Unilayer Closure of Saphenous Vein Incision Lines is Better than Bilayer Closure



To examine early results in patients with incision lines closed only along the skin and subcutaneous tissue after removal of the great saphenous vein during coronary artery bypass surgery.

Materials and Methods:

We enrolled 82 patients who underwent elective operations in our clinic between December 2008 and April 2009. The patients had similar demographic characteristics, and the method of incision closure was chosen randomly. Three patients were excluded due to in-hospital mortality. The saphenous incision lines were closed using continuous skin sutures in 41 patients (Group 1) or using continuous subcutaneous sutures followed by continuous skin sutures in 38 patients (Group 2). Patients were followed every day that they were in the hospital, in the first week after being discharged, and at the end of the second month after discharge. The incision lines were evaluated for hematomas, infection, edema, pain and numbness.

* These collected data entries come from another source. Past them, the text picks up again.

//! Directed resource relationship graph
//!
//! A labeled multigraph over asset identifiers with closed entity and
//! relationship vocabularies. At most one edge exists per
//! `(source, target, type)` tuple; re-adding merges the property map.
//! The graph owns its nodes and edges; removing a node cascades to
//! every incident edge. Cycles are allowed — traversal carries a
//! per-call visited set rather than relying on acyclicity.

pub mod prov;
pub mod traversal;

use std::collections::{BTreeMap, BTreeSet};
use std::fmt;
use std::str::FromStr;

use serde::{Deserialize, Serialize};
use serde_json::Value;
use tracing::debug;

use crate::error::{GraphError, GraphResult};
use crate::layers::now_iso;

/// Closed set of node entity types
#[derive(Debug, Clone, Copy, PartialEq, Eq, PartialOrd, Ord, Hash, Serialize, Deserialize)]
pub enum EntityType {
    DigitalResource,
    Dataset,
    #[serde(rename = "AIModel")]
    AiModel,
    TextContent,
    ImageContent,
    AudioContent,
    VideoContent,
    SoftwareCode,
    Agent,
    Person,
    Organization,
    Software,
    Activity,
}

impl EntityType {
    /// All declared entity types.
    pub const ALL: [EntityType; 13] = [
        EntityType::DigitalResource,
        EntityType::Dataset,
        EntityType::AiModel,
        EntityType::TextContent,
        EntityType::ImageContent,
        EntityType::AudioContent,
        EntityType::VideoContent,
        EntityType::SoftwareCode,
        EntityType::Agent,
        EntityType::Person,
        EntityType::Organization,
        EntityType::Software,
        EntityType::Activity,
    ];

    /// String form used in serialized graphs.
    pub fn as_str(&self) -> &'static str {
        match self {
            EntityType::DigitalResource => "DigitalResource",
            EntityType::Dataset => "Dataset",
            EntityType::AiModel => "AIModel",
            EntityType::TextContent => "TextContent",
            EntityType::ImageContent => "ImageContent",
            EntityType::AudioContent => "AudioContent",
            EntityType::VideoContent => "VideoContent",
            EntityType::SoftwareCode => "SoftwareCode",
            EntityType::Agent => "Agent",
            EntityType::Person => "Person",
            EntityType::Organization => "Organization",
            EntityType::Software => "Software",
            EntityType::Activity => "Activity",
        }
    }

    /// Whether this type partitions to the PROV agent class.
    pub fn is_agent(&self) -> bool {
        matches!(
            self,
            EntityType::Agent | EntityType::Person | EntityType::Organization | EntityType::Software
        )
    }

    /// Whether this type partitions to the PROV activity class.
    pub fn is_activity(&self) -> bool {
        matches!(self, EntityType::Activity)
    }
}

impl fmt::Display for EntityType {
    fn fmt(&self, f: &mut fmt::Formatter<'_>) -> fmt::Result {
        f.write_str(self.as_str())
    }
}

impl FromStr for EntityType {
    type Err = GraphError;

    fn from_str(s: &str) -> GraphResult<Self> {
        EntityType::ALL
            .into_iter()
            .find(|t| t.as_str() == s)
            .ok_or_else(|| GraphError::UnsupportedEntityType(s.to_string()))
    }
}

/// Closed set of edge relationship types
#[derive(Debug, Clone, Copy, PartialEq, Eq, PartialOrd, Ord, Hash, Serialize, Deserialize)]
#[serde(rename_all = "camelCase")]
pub enum RelationshipType {
    // structural
    Contains,
    IsPartOf,
    HasComponent,
    IsComponentOf,
    // derivation
    WasDerivedFrom,
    WasRevisionOf,
    WasQuotedFrom,
    WasInfluencedBy,
    // generation
    WasGeneratedBy,
    Used,
    WasAttributedTo,
    WasAssociatedWith,
    // dependency
    DependsOn,
    Requires,
    Uses,
    Supports,
    // temporal
    Precedes,
    Follows,
    Replaces,
    // AI-specific
    TrainedOn,
    FineTunedFrom,
    Generates,
    Analyzes,
}

impl RelationshipType {
    /// All declared relationship types.
    pub const ALL: [RelationshipType; 23] = [
        RelationshipType::Contains,
        RelationshipType::IsPartOf,
        RelationshipType::HasComponent,
        RelationshipType::IsComponentOf,
        RelationshipType::WasDerivedFrom,
        RelationshipType::WasRevisionOf,
        RelationshipType::WasQuotedFrom,
        RelationshipType::WasInfluencedBy,
        RelationshipType::WasGeneratedBy,
        RelationshipType::Used,
        RelationshipType::WasAttributedTo,
        RelationshipType::WasAssociatedWith,
        RelationshipType::DependsOn,
        RelationshipType::Requires,
        RelationshipType::Uses,
        RelationshipType::Supports,
        RelationshipType::Precedes,
        RelationshipType::Follows,
        RelationshipType::Replaces,
        RelationshipType::TrainedOn,
        RelationshipType::FineTunedFrom,
        RelationshipType::Generates,
        RelationshipType::Analyzes,
    ];

    /// String form used in serialized graphs and PROV projections.
    pub fn as_str(&self) -> &'static str {
        match self {
            RelationshipType::Contains => "contains",
            RelationshipType::IsPartOf => "isPartOf",
            RelationshipType::HasComponent => "hasComponent",
            RelationshipType::IsComponentOf => "isComponentOf",
            RelationshipType::WasDerivedFrom => "wasDerivedFrom",
            RelationshipType::WasRevisionOf => "wasRevisionOf",
            RelationshipType::WasQuotedFrom => "wasQuotedFrom",
            RelationshipType::WasInfluencedBy => "wasInfluencedBy",
            RelationshipType::WasGeneratedBy => "wasGeneratedBy",
            RelationshipType::Used => "used",
            RelationshipType::WasAttributedTo => "wasAttributedTo",
            RelationshipType::WasAssociatedWith => "wasAssociatedWith",
            RelationshipType::DependsOn => "dependsOn",
            RelationshipType::Requires => "requires",
            RelationshipType::Uses => "uses",
            RelationshipType::Supports => "supports",
            RelationshipType::Precedes => "precedes",
            RelationshipType::Follows => "follows",
            RelationshipType::Replaces => "replaces",
            RelationshipType::TrainedOn => "trainedOn",
            RelationshipType::FineTunedFrom => "fineTunedFrom",
            RelationshipType::Generates => "generates",
            RelationshipType::Analyzes => "analyzes",
        }
    }

    /// The five relations the PROV vocabulary names directly.
    pub fn is_prov_native(&self) -> bool {
        matches!(
            self,
            RelationshipType::WasDerivedFrom
                | RelationshipType::WasGeneratedBy
                | RelationshipType::Used
                | RelationshipType::WasAttributedTo
                | RelationshipType::WasAssociatedWith
        )
    }
}

impl fmt::Display for RelationshipType {
    fn fmt(&self, f: &mut fmt::Formatter<'_>) -> fmt::Result {
        f.write_str(self.as_str())
    }
}

impl FromStr for RelationshipType {
    type Err = GraphError;

    fn from_str(s: &str) -> GraphResult<Self> {
        RelationshipType::ALL
            .into_iter()
            .find(|t| t.as_str() == s)
            .ok_or_else(|| GraphError::UnsupportedRelationshipType(s.to_string()))
    }
}

/// Direction of edge queries relative to a node
#[derive(Debug, Clone, Copy, PartialEq, Eq, Serialize, Deserialize)]
#[serde(rename_all = "lowercase")]
pub enum Direction {
    Outgoing,
    Incoming,
    Both,
}

/// A graph node
#[derive(Debug, Clone, PartialEq, Serialize, Deserialize)]
#[serde(rename_all = "camelCase")]
pub struct Node {
    /// Unique identifier key
    pub id: String,
    /// Entity type tag
    pub entity_type: EntityType,
    /// Human-readable label
    pub label: String,
    /// Open property map
    #[serde(skip_serializing_if = "BTreeMap::is_empty", default)]
    pub properties: BTreeMap<String, Value>,
    /// Creation timestamp (ISO-8601 UTC)
    pub created_at: String,
    /// Last-update timestamp (ISO-8601 UTC)
    pub updated_at: String,
}

/// A directed, typed edge
#[derive(Debug, Clone, PartialEq, Serialize, Deserialize)]
#[serde(rename_all = "camelCase")]
pub struct Edge {
    pub source: String,
    pub target: String,
    pub relationship: RelationshipType,
    /// Open property map; merged when a duplicate edge is added
    #[serde(skip_serializing_if = "BTreeMap::is_empty", default)]
    pub properties: BTreeMap<String, Value>,
    /// Creation timestamp (ISO-8601 UTC)
    pub created_at: String,
}

type EdgeKey = (String, String, RelationshipType);

/// The in-memory relationship graph
///
/// Callers share a graph instance explicitly; there is no module-level
/// singleton and no internal locking. Concurrent access must be
/// serialized externally.
#[derive(Debug, Clone, Default, PartialEq, Serialize, Deserialize)]
pub struct ResourceGraph {
    nodes: BTreeMap<String, Node>,
    edges: BTreeMap<EdgeKey, Edge>,
}

impl ResourceGraph {
    /// An empty graph.
    pub fn new() -> Self {
        Self::default()
    }

    /// Number of nodes.
    pub fn node_count(&self) -> usize {
        self.nodes.len()
    }

    /// Number of edges.
    pub fn edge_count(&self) -> usize {
        self.edges.len()
    }

    /// Add a node, or merge properties into an existing one.
    ///
    /// Merging refreshes `updated_at` and replaces the label; the
    /// original `created_at` is kept.
    pub fn add_node(
        &mut self,
        id: impl Into<String>,
        entity_type: EntityType,
        label: impl Into<String>,
        properties: BTreeMap<String, Value>,
    ) -> &Node {
        let id = id.into();
        let label = label.into();
        let now = now_iso();

        let node = self
            .nodes
            .entry(id.clone())
            .and_modify(|existing| {
                existing.label = label.clone();
                existing.entity_type = entity_type;
                existing.properties.extend(properties.clone());
                existing.updated_at = now.clone();
            })
            .or_insert_with(|| Node {
                id,
                entity_type,
                label,
                properties,
                created_at: now.clone(),
                updated_at: now,
            });
        node
    }

    /// Look up a node.
    pub fn get_node(&self, id: &str) -> Option<&Node> {
        self.nodes.get(id)
    }

    /// Remove a node and every incident edge.
    pub fn remove_node(&mut self, id: &str) -> GraphResult<Node> {
        let node = self
            .nodes
            .remove(id)
            .ok_or_else(|| GraphError::NodeNotFound(id.to_string()))?;

        let incident: Vec<EdgeKey> = self
            .edges
            .keys()
            .filter(|(source, target, _)| source == id || target == id)
            .cloned()
            .collect();
        for key in &incident {
            self.edges.remove(key);
        }
        debug!(node = %id, cascaded_edges = incident.len(), "removed graph node");
        Ok(node)
    }

    /// Add an edge, or merge properties into the existing edge for the
    /// same `(source, target, type)` tuple.
    ///
    /// Both endpoints must already be in the graph. The edge count is
    /// unchanged when the tuple already exists.
    pub fn add_edge(
        &mut self,
        source: &str,
        target: &str,
        relationship: RelationshipType,
        properties: BTreeMap<String, Value>,
    ) -> GraphResult<&Edge> {
        if !self.nodes.contains_key(source) {
            return Err(GraphError::NodeNotFound(source.to_string()));
        }
        if !self.nodes.contains_key(target) {
            return Err(GraphError::NodeNotFound(target.to_string()));
        }

        let key = (source.to_string(), target.to_string(), relationship);
        if let Some(existing) = self.edges.get_mut(&key) {
            debug!(%source, %target, %relationship, "merging duplicate edge");
            existing.properties.extend(properties);
            return Ok(self.edges.get(&key).expect("just merged"));
        }

        let edge = Edge {
            source: source.to_string(),
            target: target.to_string(),
            relationship,
            properties,
            created_at: now_iso(),
        };
        self.edges.insert(key.clone(), edge);
        Ok(self.edges.get(&key).expect("just inserted"))
    }

    /// Remove edges between two nodes, optionally restricted to one
    /// relationship type. Returns how many edges were removed.
    pub fn remove_edge(
        &mut self,
        source: &str,
        target: &str,
        relationship: Option<RelationshipType>,
    ) -> usize {
        let matching: Vec<EdgeKey> = self
            .edges
            .keys()
            .filter(|(s, t, r)| {
                s == source && t == target && relationship.map_or(true, |want| *r == want)
            })
            .cloned()
            .collect();
        for key in &matching {
            self.edges.remove(key);
        }
        matching.len()
    }

    /// Edges incident to a node in the given direction.
    pub fn get_edges(&self, id: &str, direction: Direction) -> Vec<&Edge> {
        self.edges
            .values()
            .filter(|edge| match direction {
                Direction::Outgoing => edge.source == id,
                Direction::Incoming => edge.target == id,
                Direction::Both => edge.source == id || edge.target == id,
            })
            .collect()
    }

    /// Nodes connected to `id` in the given direction, optionally
    /// restricted to one relationship type, deduplicated by identifier.
    pub fn get_connected_nodes(
        &self,
        id: &str,
        direction: Direction,
        relationship: Option<RelationshipType>,
    ) -> Vec<&Node> {
        let mut seen = BTreeSet::new();
        let mut connected = Vec::new();
        for edge in self.get_edges(id, direction) {
            if let Some(want) = relationship {
                if edge.relationship != want {
                    continue;
                }
            }
            let other = if edge.source == id {
                &edge.target
            } else {
                &edge.source
            };
            if seen.insert(other.clone()) {
                if let Some(node) = self.nodes.get(other) {
                    connected.push(node);
                }
            }
        }
        connected
    }

    /// Iterate over all nodes in identifier order.
    pub fn nodes(&self) -> impl Iterator<Item = &Node> {
        self.nodes.values()
    }

    /// Iterate over all edges in key order.
    pub fn edges(&self) -> impl Iterator<Item = &Edge> {
        self.edges.values()
    }
}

During the follow-up performed in-hospital and in the first week after discharge, infection, edema and numbness were observed significantly more often in Group 2 than in Group 1. Hematoma was observed more often in Group 1, and pain was observed more often in Group 2, but neither of these findings reached statistical significance. During the follow-up at the end of the second month after discharge, infection, edema, and numbness were observed significantly more frequently in Group 2.


In patients undergoing saphenous removal using standard procedures, it is sufficient to close the incision line using only skin sutures.

Keywords: Saphenous vein graft, subcutaneous closure, coronary bypass surgery..


After the first use of saphenous vein grafts in coronary bypass surgery by Favaloro et al. in 1967, it has become a routine procedure. Conventional open saphenous vein harvesting techniques during coronary artery bypass surgery are the primary cause of postoperative leg wounds. Although many types of minimally invasive saphenectomy equipment are commercially available, the use of this equipment substantially increases operation costs, and access may be limited in the clinical setting.

In general, saphenous vein grafts (SVGs) are prepared using a conventional incision from the anterior aspect to the proximal aspect of the medial malleolus. For cases in which the SVG is prepared using a conventional incision, complications may occur during the postoperative period, including cellulitis, saphenous vein neuralgia and late leg edema. [1, 2]. The leg complication rate in cases with SVGs prepared using a conventional incision ranges between 2 and 4% [3].

Our aim in this study was to investigate the influence of the closure technique on the possible complications for cases in which SVGs were prepared using conventional techniques.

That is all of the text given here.